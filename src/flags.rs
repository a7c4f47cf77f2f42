//! The lazy condition-flag engine (spec §4.3). Most 68k instructions set the CCR, but the bulk
//! of them are never inspected before the next flag-setting instruction runs, so flags are left
//! sitting in the host RFLAGS register until a real consumer forces them to materialize into the
//! guest CCR byte.

use crate::backend::x86_64::{self, GpReg};
use crate::backend::Cond;
use crate::guest::Ccr;

/// Whether a cached copy of the flags is still good to use or has been clobbered since.
#[derive(Debug, Clone, Copy, PartialEq, Eq)]
pub enum Validity {
    Valid,
    Trash,
}

/// The two bits of state the distilled design tracks per in-progress block compile: whether
/// native RFLAGS currently holds the live condition codes, and whether a `pushfq`'d copy on the
/// native stack does. Both can be `Trash` at once (flags fully materialized into the guest CCR,
/// or simply never produced yet); both `Valid` at once never happens, since `flags_to_stack`
/// consumes the host-flags copy.
pub struct FlagState {
    flags_in_flags: Validity,
    flags_on_stack: Validity,
    /// Which of C/V/Z/N the last flag-setting native op actually defined; bits outside this set
    /// must come from the guest CCR byte, not from RFLAGS, when materializing. X is tracked
    /// separately since it is not a native x86 flag.
    defined: FlagsDefined,
}

/// Which 68k condition bits a given native op defines, plus whether X should be set equal to C
/// alongside it. Most of the ISA (MOVE, AND/OR/EOR, CMP, TST, CLR, NOT, ROR/ROL) leaves X alone;
/// the add/subtract family and the non-rotating shifts set X = C every time they set C at all
/// (68k §3.1). ADDX/SUBX/ROXL/ROXR instead read X independently via [`FlagState::duplicate_carry`]
/// / [`FlagState::restore_carry`]; this build does not compile them (`DESIGN.md`).
#[derive(Debug, Clone, Copy, Default, PartialEq, Eq)]
pub struct FlagsDefined {
    pub c: bool,
    pub v: bool,
    pub z: bool,
    pub n: bool,
    pub x: bool,
}

impl FlagsDefined {
    /// `AND`/`OR`/`EOR`/`CMP`/`TST`/`CLR`/`NOT`/`MOVE`/`SWAP`: CZNV, X untouched.
    pub const CZNV: Self = Self {
        c: true,
        v: true,
        z: true,
        n: true,
        x: false,
    };

    /// `ADD`/`ADDA`/`ADDQ`/`SUB`/`SUBA`/`SUBQ`/`NEG`/`ASL`/`ASR`/`LSL`/`LSR`: CZNV, and X mirrors C.
    pub const CZNVX: Self = Self {
        c: true,
        v: true,
        z: true,
        n: true,
        x: true,
    };

    pub const NONE: Self = Self {
        c: false,
        v: false,
        z: false,
        n: false,
        x: false,
    };

    /// ROR/ROL: C is defined, V/Z/N/X are not (68k leaves them unaffected).
    pub const ROTATE: Self = Self {
        c: true,
        v: false,
        z: false,
        n: false,
        x: false,
    };
}

impl FlagState {
    pub fn new() -> Self {
        Self {
            flags_in_flags: Validity::Trash,
            flags_on_stack: Validity::Trash,
            defined: FlagsDefined::NONE,
        }
    }

    pub fn flags_in_flags(&self) -> Validity {
        self.flags_in_flags
    }

    pub fn flags_on_stack(&self) -> Validity {
        self.flags_on_stack
    }

    /// Which of C/V/Z/N the most recent native op defined (spec §4.3 liveness bookkeeping: the
    /// compile driver consults this to decide whether a `Bcc`'s tested bit is actually live in
    /// host flags before branching on them directly).
    pub fn defined(&self) -> FlagsDefined {
        self.defined
    }

    /// Called by the mid-layer right after emitting a native instruction that sets condition
    /// codes. From here on `defined` lives in RFLAGS until something forces it out.
    pub fn note_native_flags(&mut self, defined: FlagsDefined) {
        self.flags_in_flags = Validity::Valid;
        self.flags_on_stack = Validity::Trash;
        self.defined = defined;
    }

    /// A block's entry `smallstate` can promise `flags_in_flags = Valid` carried over from a
    /// predecessor block without this block re-deriving it (spec §9 open question, resolved:
    /// the promise is trusted unconditionally rather than re-verified — see `DESIGN.md`).
    pub fn assume_entry_state(&mut self, flags_in_flags: Validity, defined: FlagsDefined) {
        self.flags_in_flags = flags_in_flags;
        self.flags_on_stack = Validity::Trash;
        self.defined = defined;
    }

    /// Spills RFLAGS to the native stack via `pushfq` ahead of a clobbering call or register
    /// reallocation. No-op if flags are already elsewhere.
    pub fn flags_to_stack(&mut self, buf: &mut Vec<u8>) {
        if self.flags_in_flags == Validity::Valid {
            x86_64::emit_pushfq(buf);
            self.flags_on_stack = Validity::Valid;
            self.flags_in_flags = Validity::Trash;
        }
    }

    /// Restores a previously stacked RFLAGS image back into the host flags register.
    pub fn restore_from_stack(&mut self, buf: &mut Vec<u8>) {
        if self.flags_on_stack == Validity::Valid {
            x86_64::emit_popfq(buf);
            self.flags_in_flags = Validity::Valid;
            self.flags_on_stack = Validity::Trash;
        }
    }

    /// Forces whatever flags are pending into the guest CCR byte fields, emitting one `setcc`
    /// plus a byte store per bit the pending flags actually define and leaving the rest of
    /// `current` untouched. `ccr_reg` is a scratch host register the mid-layer has pinned for
    /// this purpose; `state_ptr` is the register holding `&GuestState` (spec §6). Both are
    /// clobbered (`ccr_reg` fully; `state_ptr` is only read).
    pub fn materialize_flags(
        &mut self,
        buf: &mut Vec<u8>,
        ccr_reg: GpReg,
        state_ptr: GpReg,
        current: Ccr,
    ) -> Ccr {
        use crate::backend::Size;
        use crate::backend::x86_64::Mem;
        use crate::guest::GuestState;

        if self.flags_on_stack == Validity::Valid {
            self.restore_from_stack(buf);
        }
        if self.flags_in_flags != Validity::Valid {
            return current;
        }

        let mut result = current;
        if self.defined.c {
            x86_64::emit_setcc(buf, Cond::Cs, ccr_reg);
            x86_64::emit_mov_mr(buf, Size::B, Mem::disp(state_ptr, GuestState::offset_of_flag_c()), ccr_reg);
            result.set(Ccr::C, true);
            if self.defined.x {
                // `ccr_reg` still holds the 0/1 carry byte the store above just wrote; reuse it
                // rather than re-running setcc.
                x86_64::emit_mov_mr(buf, Size::B, Mem::disp(state_ptr, GuestState::offset_of_flag_x()), ccr_reg);
                result.set(Ccr::X, true);
            }
        }
        if self.defined.z {
            x86_64::emit_setcc(buf, Cond::Eq, ccr_reg);
            x86_64::emit_mov_mr(buf, Size::B, Mem::disp(state_ptr, GuestState::offset_of_flag_z()), ccr_reg);
            result.set(Ccr::Z, true);
        }
        if self.defined.n {
            x86_64::emit_setcc(buf, Cond::Mi, ccr_reg);
            x86_64::emit_mov_mr(buf, Size::B, Mem::disp(state_ptr, GuestState::offset_of_flag_n()), ccr_reg);
            result.set(Ccr::N, true);
        }
        if self.defined.v {
            x86_64::emit_setcc(buf, Cond::Vs, ccr_reg);
            x86_64::emit_mov_mr(buf, Size::B, Mem::disp(state_ptr, GuestState::offset_of_flag_v()), ccr_reg);
            result.set(Ccr::V, true);
        }

        self.flags_in_flags = Validity::Trash;
        self.defined = FlagsDefined::NONE;
        result
    }

    /// Copies the carry flag into the guest X virtual register without disturbing C (ADDX/SUBX
    /// and ROXL/ROXR read X independently of C). `scratch` receives 0 or 1, ready to store into
    /// VREG_FLAGX.
    pub fn duplicate_carry(&self, buf: &mut Vec<u8>, scratch: GpReg) {
        debug_assert_eq!(self.flags_in_flags, Validity::Valid, "carry must be live in host flags");
        x86_64::emit_setcc(buf, Cond::Cs, scratch);
    }

    /// The inverse: loads a previously saved X value (0 or 1) back into host carry via `bt` on
    /// `scratch`'s bit 0, ahead of a ROXL/ROXR that consumes it.
    pub fn restore_carry(&self, buf: &mut Vec<u8>, scratch: GpReg) {
        let _ = x86_64::emit_bt_ri(buf, crate::backend::Size::L, scratch, 0);
    }
}

impl Default for FlagState {
    fn default() -> Self {
        Self::new()
    }
}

+ + + + +

- **Action item**:
What lines in the data hold the word "block"? Return them.

- **Written answer**:
/// The two bits of state the distilled design tracks per in-progress block compile: whether
    /// A block's entry `smallstate` can promise `flags_in_flags = Valid` carried over from a
    /// predecessor block without this block re-deriving it (spec §9 open question, resolved:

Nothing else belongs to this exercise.